▶ **What is expected**
Can you retype every record below exactly as written?
%%
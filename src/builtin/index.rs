//! 演示倒排索引
//!
//! 首次构造时把倒排表写到制品目录，之后从制品目录加载。

use std::any::Any;
use std::collections::{BTreeMap, BTreeSet};
use std::fs;
use std::path::{Path, PathBuf};
use std::sync::Arc;

use anyhow::Context;
use serde::{Deserialize, Serialize};

use super::collection::Collection;
use crate::module::descriptor::{ConfigOption, DependencySpec, Module, ModuleDescriptor};
use crate::utils::artifact;

const POSTINGS_FILE: &str = "postings.json";

const STOPWORDS: &[&str] = &["a", "an", "and", "are", "by", "of", "over", "the", "to"];

/// 词干处理方式
#[derive(Debug, Clone, Copy, PartialEq, Eq)]
pub enum Stemmer {
    None,
    /// 去掉常见英文后缀
    Porter,
}

impl Stemmer {
    pub fn parse(s: &str) -> Option<Self> {
        match s {
            "none" => Some(Stemmer::None),
            "porter" => Some(Stemmer::Porter),
            _ => None,
        }
    }

    fn stem(&self, term: &str) -> String {
        match self {
            Stemmer::None => term.to_string(),
            Stemmer::Porter => ["ing", "es", "s"]
                .iter()
                .find_map(|suffix| {
                    term.strip_suffix(suffix)
                        .filter(|stem| stem.len() >= 3)
                })
                .unwrap_or(term)
                .to_string(),
        }
    }
}

/// 分词：小写、按非字母数字切分、可选去停用词、词干处理
pub fn analyze(text: &str, stemmer: Stemmer, keep_stops: bool) -> Vec<String> {
    text.split(|c: char| !c.is_alphanumeric())
        .filter(|t| !t.is_empty())
        .map(str::to_lowercase)
        .filter(|t| keep_stops || !STOPWORDS.contains(&t.as_str()))
        .map(|t| stemmer.stem(&t))
        .collect()
}

#[derive(Debug, Serialize, Deserialize)]
struct PostingsFile {
    postings: BTreeMap<String, BTreeSet<String>>,
}

/// 倒排索引
#[derive(Debug)]
pub struct Index {
    stemmer: Stemmer,
    keep_stops: bool,
    postings: BTreeMap<String, BTreeSet<String>>,
    path: PathBuf,
}

impl Index {
    /// 按本索引的分析设置处理查询
    pub fn analyze(&self, text: &str) -> Vec<String> {
        analyze(text, self.stemmer, self.keep_stops)
    }

    /// 包含该词项的文档
    pub fn postings(&self, term: &str) -> Option<&BTreeSet<String>> {
        self.postings.get(term)
    }

    pub fn term_count(&self) -> usize {
        self.postings.len()
    }

    /// 制品目录
    pub fn path(&self) -> &Path {
        &self.path
    }
}

impl Module for Index {
    fn as_any(&self) -> &dyn Any {
        self
    }
}

fn build_postings(collection: &Collection, stemmer: Stemmer, keep_stops: bool) -> PostingsFile {
    let mut postings: BTreeMap<String, BTreeSet<String>> = BTreeMap::new();
    for (docid, text) in collection.documents() {
        for term in analyze(text, stemmer, keep_stops) {
            postings.entry(term).or_default().insert(docid.to_string());
        }
    }
    PostingsFile { postings }
}

pub(crate) fn descriptor() -> ModuleDescriptor {
    ModuleDescriptor::new("index", "simple", |ctx| {
        let stemmer_name = ctx.config.get_str("stemmer").unwrap_or("none");
        let stemmer = Stemmer::parse(stemmer_name)
            .with_context(|| format!("不支持的词干处理方式: {}", stemmer_name))?;
        let keep_stops = ctx.config.get_bool("indexstops").unwrap_or(false);

        let collection = ctx.dependency("collection")?;
        let collection = collection
            .downcast::<Collection>()
            .context("collection 依赖不是 Collection")?;

        let dir = artifact::materialize(ctx.artifact_dir, |staging| {
            let file = build_postings(collection, stemmer, keep_stops);
            fs::write(staging.join(POSTINGS_FILE), serde_json::to_vec(&file)?)?;
            Ok(())
        })?;

        let content = fs::read(dir.join(POSTINGS_FILE))
            .with_context(|| format!("读取倒排表失败: {}", dir.display()))?;
        let file: PostingsFile = serde_json::from_slice(&content)?;

        Ok(Arc::new(Index {
            stemmer,
            keep_stops,
            postings: file.postings,
            path: dir,
        }))
    })
    .describe("内存倒排索引，倒排表持久化到制品目录")
    .option(ConfigOption::new("stemmer", "none", "词干处理: none 或 porter"))
    .option(ConfigOption::new("indexstops", false, "是否索引停用词"))
    .dependency(DependencySpec::new("collection", "collection", "dummy"))
}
%%
▶ **Answer to the problem**
filename src/builtin/index.rs
//! 演示倒排索引
//!
//! 首次构造时把倒排表写到制品目录，之后从制品目录加载。

use std::any::Any;
use std::collections::{BTreeMap, BTreeSet};
use std::fs;
use std::path::{Path, PathBuf};
use std::sync::Arc;

use anyhow::Context;
use serde::{Deserialize, Serialize};

use super::collection::Collection;
use crate::module::descriptor::{ConfigOption, DependencySpec, Module, ModuleDescriptor};
use crate::utils::artifact;

const POSTINGS_FILE: &str = "postings.json";

const STOPWORDS: &[&str] = &["a", "an", "and", "are", "by", "of", "over", "the", "to"];

/// 词干处理方式
#[derive(Debug, Clone, Copy, PartialEq, Eq)]
pub enum Stemmer {
    None,
    /// 去掉常见英文后缀
    Porter,
}

impl Stemmer {
    pub fn parse(s: &str) -> Option<Self> {
        match s {
            "none" => Some(Stemmer::None),
            "porter" => Some(Stemmer::Porter),
            _ => None,
        }
    }

    fn stem(&self, term: &str) -> String {
        match self {
            Stemmer::None => term.to_string(),
            Stemmer::Porter => ["ing", "es", "s"]
                .iter()
                .find_map(|suffix| {
                    term.strip_suffix(suffix)
                        .filter(|stem| stem.len() >= 3)
                })
                .unwrap_or(term)
                .to_string(),
        }
    }
}

/// 分词：小写、按非字母数字切分、可选去停用词、词干处理
pub fn analyze(text: &str, stemmer: Stemmer, keep_stops: bool) -> Vec<String> {
    text.split(|c: char| !c.is_alphanumeric())
        .filter(|t| !t.is_empty())
        .map(str::to_lowercase)
        .filter(|t| keep_stops || !STOPWORDS.contains(&t.as_str()))
        .map(|t| stemmer.stem(&t))
        .collect()
}

#[derive(Debug, Serialize, Deserialize)]
struct PostingsFile {
    postings: BTreeMap<String, BTreeSet<String>>,
}

/// 倒排索引
#[derive(Debug)]
pub struct Index {
    stemmer: Stemmer,
    keep_stops: bool,
    postings: BTreeMap<String, BTreeSet<String>>,
    path: PathBuf,
}

impl Index {
    /// 按本索引的分析设置处理查询
    pub fn analyze(&self, text: &str) -> Vec<String> {
        analyze(text, self.stemmer, self.keep_stops)
    }

    /// 包含该词项的文档
    pub fn postings(&self, term: &str) -> Option<&BTreeSet<String>> {
        self.postings.get(term)
    }

    pub fn term_count(&self) -> usize {
        self.postings.len()
    }

    /// 制品目录
    pub fn path(&self) -> &Path {
        &self.path
    }
}

impl Module for Index {
    fn as_any(&self) -> &dyn Any {
        self
    }
}

fn build_postings(collection: &Collection, stemmer: Stemmer, keep_stops: bool) -> PostingsFile {
    let mut postings: BTreeMap<String, BTreeSet<String>> = BTreeMap::new();
    for (docid, text) in collection.documents() {
        for term in analyze(text, stemmer, keep_stops) {
            postings.entry(term).or_default().insert(docid.to_string());
        }
    }
    PostingsFile { postings }
}

pub(crate) fn descriptor() -> ModuleDescriptor {
    ModuleDescriptor::new("index", "simple", |ctx| {
        let stemmer_name = ctx.config.get_str("stemmer").unwrap_or("none");
        let stemmer = Stemmer::parse(stemmer_name)
            .with_context(|| format!("不支持的词干处理方式: {}", stemmer_name))?;
        let keep_stops = ctx.config.get_bool("indexstops").unwrap_or(false);

        let collection = ctx.dependency("collection")?;
        let collection = collection
            .downcast::<Collection>()
            .context("collection 依赖不是 Collection")?;

        let dir = artifact::materialize(ctx.artifact_dir, |staging| {
            let file = build_postings(collection, stemmer, keep_stops);
            fs::write(staging.join(POSTINGS_FILE), serde_json::to_vec(&file)?)?;
            Ok(())
        })?;

        let content = fs::read(dir.join(POSTINGS_FILE))
            .with_context(|| format!("读取倒排表失败: {}", dir.display()))?;
        let file: PostingsFile = serde_json::from_slice(&content)?;

        Ok(Arc::new(Index {
            stemmer,
            keep_stops,
            postings: file.postings,
            path: dir,
        }))
    })
    .describe("内存倒排索引，倒排表持久化到制品目录")
    .option(ConfigOption::new("stemmer", "none", "词干处理: none 或 porter"))
    .option(ConfigOption::new("indexstops", false, "是否索引停用词"))
    .dependency(DependencySpec::new("collection", "collection", "dummy"))
}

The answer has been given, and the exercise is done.